Read-along: Poison Study by Maria V. Snyder Week #1 Thoughts
What the Cat Read is thrilled to be participating in the Read-along event for Maria V. Snyder’s Poison Study, book #1 in the Study series, hosted by Rockstar Book Tours.
If this feline is to be completely honest, this is a series that has been on the TBR pile since shortly after it came out. The fact that it has taken this long for me to read makes for a bad feline book lover. There is really no excuse for why I never read it sooner, but I’m glad that I’m reading it now. And while I’m excited to be able to read this as part of a read-along, it’s rather sad that I needed something like this as the motivation to finally pick up the book, especially after having heard so many wonderful things about it over the years.
So before I delve into my thoughts on the first week’s worth of reading, which I’m just now sitting down to share before venturing into this week’s reading, let me share a bit of what the book is about with readers who may not be familiar with the story.
Date Released: October 1, 2005
Publisher: Luna (Harlequin)
Series: Study #1
Choose: A quick death . . . or slow poison.
About to be executed for murder, Yelena is offered an extraordinary reprieve. She’ll eat the best meals, have rooms in the palace—and risk assassination by anyone trying to kill the Commander of Ixia.
And so Yelena chooses to become a food taster. But the chief of security, leaving nothing to chance, deliberately feeds her Butterfly’s Dust—and only by appearing for her daily antidote will she delay an agonizing death from the poison.
As Yelena tries to escape her new dilemma, disasters keep mounting. Rebels plot to seize Ixia and Yelena develops magical powers she can’t control. Her life is threatened again and choices must be made. But this time the outcomes aren’t so clear. . .
Read-along Week #1 Thoughts on Chapters 1-8
First initial thought: Why am I stopping after only reading the first 8 chapters? Seriously, why?
This book is good and I honestly didn’t want to stop reading. Snyder does a great job pulling you into events within the story right off the bat and hooking you into Yelena’s plight. When I was done with the assigned reading for the week, I really wanted to keep going. I even read Chapter 9 and started Chapter 10 but told myself to stop in order to build the anticipation for the next week’s worth of reading. It is really hard sometimes to start reading something and put it down when you’ve reached the part that you were supposed to read for the assigned dates.
Story thoughts: Great characters, wonderful start, but I do have questions.

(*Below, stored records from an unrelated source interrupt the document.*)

/// Operations enqueued by `Connection` and `Request` handles.
pub(crate) enum Command {
    Send(Arc<RequestInner>),
    WriteData {
        request: Arc<RequestInner>,
        data: Bytes,
    },
    End(Arc<RequestInner>),
    Close(Arc<RequestInner>),
}

/// Engine-side state for one live stream.
///
/// An entry exists in the table exactly while neither side has fully closed
/// the stream; both windows are signed because peer SETTINGS may drive
/// `window_out` negative.
struct StreamEntry {
    request: Arc<RequestInner>,
    window_in: i32,
    window_out: i32,
    closed_by_us: bool,
    closed_by_them: bool,
    pending_closed_by_us: bool,
    seen_response: bool,
    data_queue: VecDeque<Bytes>,
}

impl StreamEntry {
    fn new(request: Arc<RequestInner>, window_out: i32) -> Self {
        Self {
            request,
            window_in: INITIAL_WINDOW,
            window_out,
            closed_by_us: false,
            closed_by_them: false,
            pending_closed_by_us: false,
            seen_response: false,
            data_queue: VecDeque::new(),
        }
    }
}

pub(crate) struct Driver<S> {
    version: Version,
    reader: ReadHalf<S>,
    writer: WriteHalf<S>,
    /// Fallback `:host` for requests whose URL has no authority.
    authority: Option<String>,
    framer: Framer,
    parser: Parser,
    command_rx: mpsc::UnboundedReceiver<Command>,
    delivery_tx: mpsc::UnboundedSender<Delivery>,
    streams: HashMap<u32, StreamEntry>,
    next_stream_id: u32,
    initial_peer_window: i32,
    out_buf: BytesMut,
    closed: bool,
}
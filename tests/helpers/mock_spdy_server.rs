//! A mock SPDY server for exercising the client at the frame level.
//!
//! The "server" is the far end of an in-memory duplex pipe. Tests script it
//! inline: read the client's frames with [`SpdyPeer::read_frame`] and inject
//! byte-exact responses with the `send_*` helpers. Header blocks pass through
//! real stateful codecs, one per direction, exactly as a remote peer's would.

use bytes::{Bytes, BytesMut};
use tokio::io::{AsyncReadExt, AsyncWriteExt, DuplexStream};

use spindle::headers::Headers;
use spindle::zlib::{HeaderCompressor, HeaderDecompressor};
use spindle::Version;

/// One raw frame as read off the wire.
#[derive(Debug)]
pub struct Frame {
    pub control: bool,
    /// Control type, or 0 for data frames.
    pub kind: u16,
    pub flags: u8,
    /// Stream id for data frames (control frames carry it in the payload).
    pub stream_id: u32,
    pub payload: Bytes,
}

impl Frame {
    /// Stream id from the first payload word of a control frame.
    pub fn control_stream_id(&self) -> u32 {
        u32::from_be_bytes([
            self.payload[0],
            self.payload[1],
            self.payload[2],
            self.payload[3],
        ]) & 0x7fff_ffff
    }
}

pub struct SpdyPeer {
    io: DuplexStream,
    version: Version,
    compressor: HeaderCompressor,
    decompressor: HeaderDecompressor,
}

#[allow(dead_code)]
impl SpdyPeer {
    /// Create a peer and the transport to hand to `Connection::with_transport`.
    pub fn new(version: Version) -> (SpdyPeer, DuplexStream) {
        let (server_io, client_io) = tokio::io::duplex(1 << 20);
        (
            SpdyPeer {
                io: server_io,
                version,
                compressor: HeaderCompressor::new(version),
                decompressor: HeaderDecompressor::new(version),
            },
            client_io,
        )
    }

    /// Read the next complete frame from the client.
    pub async fn read_frame(&mut self) -> std::io::Result<Frame> {
        let mut header = [0u8; 8];
        self.io.read_exact(&mut header).await?;
        let word = u32::from_be_bytes([header[0], header[1], header[2], header[3]]);
        let length = u32::from_be_bytes([0, header[5], header[6], header[7]]) as usize;
        let mut payload = vec![0u8; length];
        self.io.read_exact(&mut payload).await?;

        let control = word & 0x8000_0000 != 0;
        Ok(Frame {
            control,
            kind: if control { (word & 0xffff) as u16 } else { 0 },
            flags: header[4],
            stream_id: if control { 0 } else { word & 0x7fff_ffff },
            payload: Bytes::from(payload),
        })
    }

    /// Read a frame and assert it is a SYN_STREAM; returns the stream id and
    /// the decoded header block.
    pub async fn read_syn_stream(&mut self) -> std::io::Result<(u32, Headers)> {
        let frame = self.read_frame().await?;
        assert!(frame.control && frame.kind == 1, "expected SYN_STREAM, got {frame:?}");
        let stream_id = frame.control_stream_id();
        let headers = self
            .decompressor
            .decode(&frame.payload[10..])
            .expect("SYN_STREAM header block");
        Ok((stream_id, headers))
    }

    /// Read a frame and assert it is the connect-time SETTINGS.
    pub async fn read_initial_settings(&mut self) -> std::io::Result<()> {
        let frame = self.read_frame().await?;
        assert!(frame.control && frame.kind == 4, "expected SETTINGS, got {frame:?}");
        Ok(())
    }

    async fn send(&mut self, bytes: &[u8]) -> std::io::Result<()> {
        self.io.write_all(bytes).await
    }

    fn control_header(&self, buf: &mut BytesMut, kind: u16, flags: u8, length: usize) {
        use bytes::BufMut;
        buf.put_u16(0x8000 | self.version.wire());
        buf.put_u16(kind);
        buf.put_u8(flags);
        buf.put_uint(length as u64, 3);
    }

    pub async fn send_syn_reply(
        &mut self,
        stream_id: u32,
        fin: bool,
        headers: &Headers,
    ) -> std::io::Result<()> {
        use bytes::BufMut;
        let block = self.compressor.encode(headers).expect("encode SYN_REPLY");
        let mut buf = BytesMut::new();
        let unused = if self.version == Version::V2 { 2 } else { 0 };
        self.control_header(&mut buf, 2, if fin { 1 } else { 0 }, 4 + unused + block.len());
        buf.put_u32(stream_id);
        buf.put_bytes(0, unused);
        buf.extend_from_slice(&block);
        self.send(&buf).await
    }

    pub async fn send_data(&mut self, stream_id: u32, fin: bool, payload: &[u8]) -> std::io::Result<()> {
        use bytes::BufMut;
        let mut buf = BytesMut::new();
        buf.put_u32(stream_id);
        buf.put_u8(if fin { 1 } else { 0 });
        buf.put_uint(payload.len() as u64, 3);
        buf.extend_from_slice(payload);
        self.send(&buf).await
    }

    pub async fn send_rst_stream(&mut self, stream_id: u32, status: u32) -> std::io::Result<()> {
        use bytes::BufMut;
        let mut buf = BytesMut::new();
        self.control_header(&mut buf, 3, 0, 8);
        buf.put_u32(stream_id);
        buf.put_u32(status);
        self.send(&buf).await
    }

    pub async fn send_window_update(&mut self, stream_id: u32, delta: u32) -> std::io::Result<()> {
        use bytes::BufMut;
        let mut buf = BytesMut::new();
        self.control_header(&mut buf, 9, 0, 8);
        buf.put_u32(stream_id);
        buf.put_u32(delta);
        self.send(&buf).await
    }

    pub async fn send_settings_initial_window(&mut self, window: u32) -> std::io::Result<()> {
        use bytes::BufMut;
        let mut buf = BytesMut::new();
        self.control_header(&mut buf, 4, 0, 12);
        buf.put_u32(1);
        buf.put_u8(0);
        buf.put_uint(7, 3);
        buf.put_u32(window);
        self.send(&buf).await
    }

    /// Send a PING; the client is expected to ignore it.
    pub async fn send_ping(&mut self, id: u32) -> std::io::Result<()> {
        use bytes::BufMut;
        let mut buf = BytesMut::new();
        self.control_header(&mut buf, 6, 0, 4);
        buf.put_u32(id);
        self.send(&buf).await
    }

    /// Assert the client sends nothing for `millis`.
    pub async fn expect_silence(&mut self, millis: u64) {
        let quiet = tokio::time::timeout(
            std::time::Duration::from_millis(millis),
            self.read_frame(),
        )
        .await;
        assert!(quiet.is_err(), "expected silence, got {:?}", quiet.unwrap());
    }
}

I really don’t like Margg and I suspect that she’s a traitor working against the Commander. I’m 50/50 concerning my thoughts on Valek. On the one paw, I can see many aspects of him that I could like. But on the other paw, he’s currently pinging on my insensitive jerk radar, and while I know that he has to be the way he is because of his position to the Commander, it still irks me and I have to wonder just how he’s most readers’ favorite when he’s not really done much to endear him to me. Yelena is cool though, what little I’ve learned about her so far. I’m waiting for more of her history to come to light, but I get the sense that I’m going to need to wait until book #2 for some of those details. The jury is still out on the rest of the characters I’ve been introduced to at this point. Will need to read a bit more before I start to really figure out whom I can trust and whom I shouldn’t put much favor toward.
So far after only reading eight chapters though, we are off to a good start and I’m really looking forward to reading more. I do have a lot of questions though about things in the book, in particular regarding the history of the Ixia. Snyder’s given some backstory to events that have lead up to the current societal structure of Ixia, but I’m hoping she’ll go into more detail. If not in this book then in the rest of the series. I enjoy discovering the worlds that authors create in the books that I read, and the more details I can get regarding a city, country, world, the better.
The only question that I’m asking myself right now is, why in Bastet’s name did it take me so long to read this book? Sigh.